What you have to do: Locate each line below that includes "None" and reproduce it.

Given data:
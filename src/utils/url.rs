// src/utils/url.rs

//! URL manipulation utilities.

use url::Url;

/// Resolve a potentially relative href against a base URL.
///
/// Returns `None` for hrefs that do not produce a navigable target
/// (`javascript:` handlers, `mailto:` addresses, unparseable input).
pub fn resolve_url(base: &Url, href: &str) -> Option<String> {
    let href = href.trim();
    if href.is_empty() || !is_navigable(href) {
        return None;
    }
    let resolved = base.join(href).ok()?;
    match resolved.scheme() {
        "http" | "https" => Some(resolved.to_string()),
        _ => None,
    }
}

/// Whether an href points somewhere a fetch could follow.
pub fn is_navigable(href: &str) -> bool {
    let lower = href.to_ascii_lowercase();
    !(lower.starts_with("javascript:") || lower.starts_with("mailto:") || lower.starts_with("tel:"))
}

...

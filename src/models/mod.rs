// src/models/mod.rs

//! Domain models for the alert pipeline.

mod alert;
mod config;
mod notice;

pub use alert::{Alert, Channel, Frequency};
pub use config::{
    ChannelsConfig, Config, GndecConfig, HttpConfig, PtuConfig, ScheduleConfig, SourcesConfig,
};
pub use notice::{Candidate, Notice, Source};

Response area:
/// Returns `None` for hrefs that do not produce a navigable target
        return None;
        _ => None,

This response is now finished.